___ INPUT FOR THIS TASK

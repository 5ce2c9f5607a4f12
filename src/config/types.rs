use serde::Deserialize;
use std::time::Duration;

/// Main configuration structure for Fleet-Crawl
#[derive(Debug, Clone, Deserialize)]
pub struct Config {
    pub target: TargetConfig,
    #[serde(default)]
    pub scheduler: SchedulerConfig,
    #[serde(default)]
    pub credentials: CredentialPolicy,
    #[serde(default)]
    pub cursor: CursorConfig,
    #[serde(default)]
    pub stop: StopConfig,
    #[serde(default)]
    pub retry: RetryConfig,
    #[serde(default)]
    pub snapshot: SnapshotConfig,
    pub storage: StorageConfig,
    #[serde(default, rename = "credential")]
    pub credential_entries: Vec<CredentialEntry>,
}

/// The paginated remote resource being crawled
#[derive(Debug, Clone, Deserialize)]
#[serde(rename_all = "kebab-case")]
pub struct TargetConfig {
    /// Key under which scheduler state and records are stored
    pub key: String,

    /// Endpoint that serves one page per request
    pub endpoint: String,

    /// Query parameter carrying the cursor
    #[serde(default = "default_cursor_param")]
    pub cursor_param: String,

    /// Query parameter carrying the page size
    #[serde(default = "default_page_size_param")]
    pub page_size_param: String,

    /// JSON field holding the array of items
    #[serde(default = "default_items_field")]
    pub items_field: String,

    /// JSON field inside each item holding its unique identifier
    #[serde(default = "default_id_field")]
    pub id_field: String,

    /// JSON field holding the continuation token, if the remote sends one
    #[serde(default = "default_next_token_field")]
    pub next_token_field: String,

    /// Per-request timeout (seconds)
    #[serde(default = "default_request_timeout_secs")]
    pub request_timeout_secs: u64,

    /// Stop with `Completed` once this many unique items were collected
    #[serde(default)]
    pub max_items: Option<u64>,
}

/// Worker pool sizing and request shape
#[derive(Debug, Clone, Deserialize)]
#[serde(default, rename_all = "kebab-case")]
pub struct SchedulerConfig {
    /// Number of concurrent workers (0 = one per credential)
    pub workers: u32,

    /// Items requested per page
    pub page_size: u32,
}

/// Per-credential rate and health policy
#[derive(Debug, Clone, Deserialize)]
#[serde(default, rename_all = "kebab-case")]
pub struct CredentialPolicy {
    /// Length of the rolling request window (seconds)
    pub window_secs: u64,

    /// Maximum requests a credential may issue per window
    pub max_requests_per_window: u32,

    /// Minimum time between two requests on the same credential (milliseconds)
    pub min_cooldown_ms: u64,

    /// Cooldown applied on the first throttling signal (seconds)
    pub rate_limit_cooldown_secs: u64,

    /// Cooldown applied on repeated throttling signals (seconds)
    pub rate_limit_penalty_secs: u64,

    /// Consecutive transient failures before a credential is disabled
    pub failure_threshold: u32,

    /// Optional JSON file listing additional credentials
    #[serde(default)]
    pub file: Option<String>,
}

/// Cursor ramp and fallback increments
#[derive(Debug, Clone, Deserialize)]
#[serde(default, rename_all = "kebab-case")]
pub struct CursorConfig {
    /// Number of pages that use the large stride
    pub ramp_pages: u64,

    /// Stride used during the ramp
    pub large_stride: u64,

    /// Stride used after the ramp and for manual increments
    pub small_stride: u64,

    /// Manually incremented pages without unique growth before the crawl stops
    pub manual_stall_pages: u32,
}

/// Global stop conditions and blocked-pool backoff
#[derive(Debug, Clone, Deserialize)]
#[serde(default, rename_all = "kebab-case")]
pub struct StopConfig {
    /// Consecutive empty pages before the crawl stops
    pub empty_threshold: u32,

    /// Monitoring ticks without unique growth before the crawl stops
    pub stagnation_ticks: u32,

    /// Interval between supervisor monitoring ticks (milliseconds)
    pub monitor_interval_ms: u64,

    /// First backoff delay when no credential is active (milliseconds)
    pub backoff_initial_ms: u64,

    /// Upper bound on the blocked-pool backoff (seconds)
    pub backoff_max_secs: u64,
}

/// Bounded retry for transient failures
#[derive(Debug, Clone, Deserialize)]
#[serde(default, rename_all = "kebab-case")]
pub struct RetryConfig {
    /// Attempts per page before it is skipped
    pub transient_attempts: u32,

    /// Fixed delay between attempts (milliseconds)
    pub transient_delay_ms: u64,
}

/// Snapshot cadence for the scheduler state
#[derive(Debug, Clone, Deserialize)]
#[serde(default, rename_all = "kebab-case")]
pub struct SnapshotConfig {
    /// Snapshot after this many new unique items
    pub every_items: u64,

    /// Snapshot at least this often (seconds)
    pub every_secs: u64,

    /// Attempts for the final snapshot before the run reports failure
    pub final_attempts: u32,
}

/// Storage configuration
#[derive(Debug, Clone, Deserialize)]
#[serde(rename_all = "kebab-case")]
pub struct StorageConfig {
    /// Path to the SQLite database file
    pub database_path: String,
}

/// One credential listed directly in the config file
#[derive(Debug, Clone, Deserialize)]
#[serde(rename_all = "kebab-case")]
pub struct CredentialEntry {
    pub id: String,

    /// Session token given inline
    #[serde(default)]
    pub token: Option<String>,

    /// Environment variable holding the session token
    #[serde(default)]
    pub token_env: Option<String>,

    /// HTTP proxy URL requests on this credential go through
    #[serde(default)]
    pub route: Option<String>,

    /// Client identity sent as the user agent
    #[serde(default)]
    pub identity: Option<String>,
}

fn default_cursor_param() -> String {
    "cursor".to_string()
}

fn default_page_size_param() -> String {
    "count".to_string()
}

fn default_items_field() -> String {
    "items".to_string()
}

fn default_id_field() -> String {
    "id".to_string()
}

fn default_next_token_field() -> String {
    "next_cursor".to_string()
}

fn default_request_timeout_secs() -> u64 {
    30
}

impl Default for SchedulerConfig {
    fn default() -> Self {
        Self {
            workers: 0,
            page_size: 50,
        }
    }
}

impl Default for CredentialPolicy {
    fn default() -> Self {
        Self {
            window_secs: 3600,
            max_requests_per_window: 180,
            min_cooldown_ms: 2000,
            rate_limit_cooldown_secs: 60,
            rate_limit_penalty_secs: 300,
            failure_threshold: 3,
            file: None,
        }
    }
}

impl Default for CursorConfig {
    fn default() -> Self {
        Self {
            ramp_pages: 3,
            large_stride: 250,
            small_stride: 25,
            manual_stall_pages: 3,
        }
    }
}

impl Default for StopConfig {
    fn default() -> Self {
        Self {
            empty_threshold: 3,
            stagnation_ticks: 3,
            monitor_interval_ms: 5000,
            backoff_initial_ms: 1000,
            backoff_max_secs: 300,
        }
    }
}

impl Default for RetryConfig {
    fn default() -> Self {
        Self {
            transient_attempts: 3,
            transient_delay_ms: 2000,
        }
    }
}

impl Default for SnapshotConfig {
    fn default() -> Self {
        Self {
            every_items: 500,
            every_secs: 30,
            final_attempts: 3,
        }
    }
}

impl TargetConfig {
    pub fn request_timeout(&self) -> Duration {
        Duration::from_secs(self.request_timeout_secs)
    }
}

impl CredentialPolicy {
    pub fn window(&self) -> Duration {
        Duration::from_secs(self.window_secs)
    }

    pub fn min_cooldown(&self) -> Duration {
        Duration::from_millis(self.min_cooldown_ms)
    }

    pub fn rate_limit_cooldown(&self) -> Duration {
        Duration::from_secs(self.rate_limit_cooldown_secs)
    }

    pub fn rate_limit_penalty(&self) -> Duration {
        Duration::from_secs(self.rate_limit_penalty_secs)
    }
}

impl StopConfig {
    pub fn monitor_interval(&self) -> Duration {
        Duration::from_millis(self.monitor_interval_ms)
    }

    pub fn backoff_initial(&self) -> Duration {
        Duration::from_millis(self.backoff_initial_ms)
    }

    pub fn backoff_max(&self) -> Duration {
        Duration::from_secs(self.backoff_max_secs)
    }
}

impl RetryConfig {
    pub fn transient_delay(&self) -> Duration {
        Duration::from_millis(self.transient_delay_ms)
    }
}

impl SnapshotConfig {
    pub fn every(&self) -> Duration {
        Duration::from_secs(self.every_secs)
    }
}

______

*EXERCISE PROMPT*.
From the first line of the data above through the line containing "the page size", repeat each line exactly, and add nothing.

*ANSWER BOX*.
repository 5ce2c9f5607a4f12
filename src/config/types.rs
use serde::Deserialize;
use std::time::Duration;

/// Main configuration structure for Fleet-Crawl
#[derive(Debug, Clone, Deserialize)]
pub struct Config {
    pub target: TargetConfig,
    #[serde(default)]
    pub scheduler: SchedulerConfig,
    #[serde(default)]
    pub credentials: CredentialPolicy,
    #[serde(default)]
    pub cursor: CursorConfig,
    #[serde(default)]
    pub stop: StopConfig,
    #[serde(default)]
    pub retry: RetryConfig,
    #[serde(default)]
    pub snapshot: SnapshotConfig,
    pub storage: StorageConfig,
    #[serde(default, rename = "credential")]
    pub credential_entries: Vec<CredentialEntry>,
}

/// The paginated remote resource being crawled
#[derive(Debug, Clone, Deserialize)]
#[serde(rename_all = "kebab-case")]
pub struct TargetConfig {
    /// Key under which scheduler state and records are stored
    pub key: String,

    /// Endpoint that serves one page per request
    pub endpoint: String,

    /// Query parameter carrying the cursor
    #[serde(default = "default_cursor_param")]
    pub cursor_param: String,

    /// Query parameter carrying the page size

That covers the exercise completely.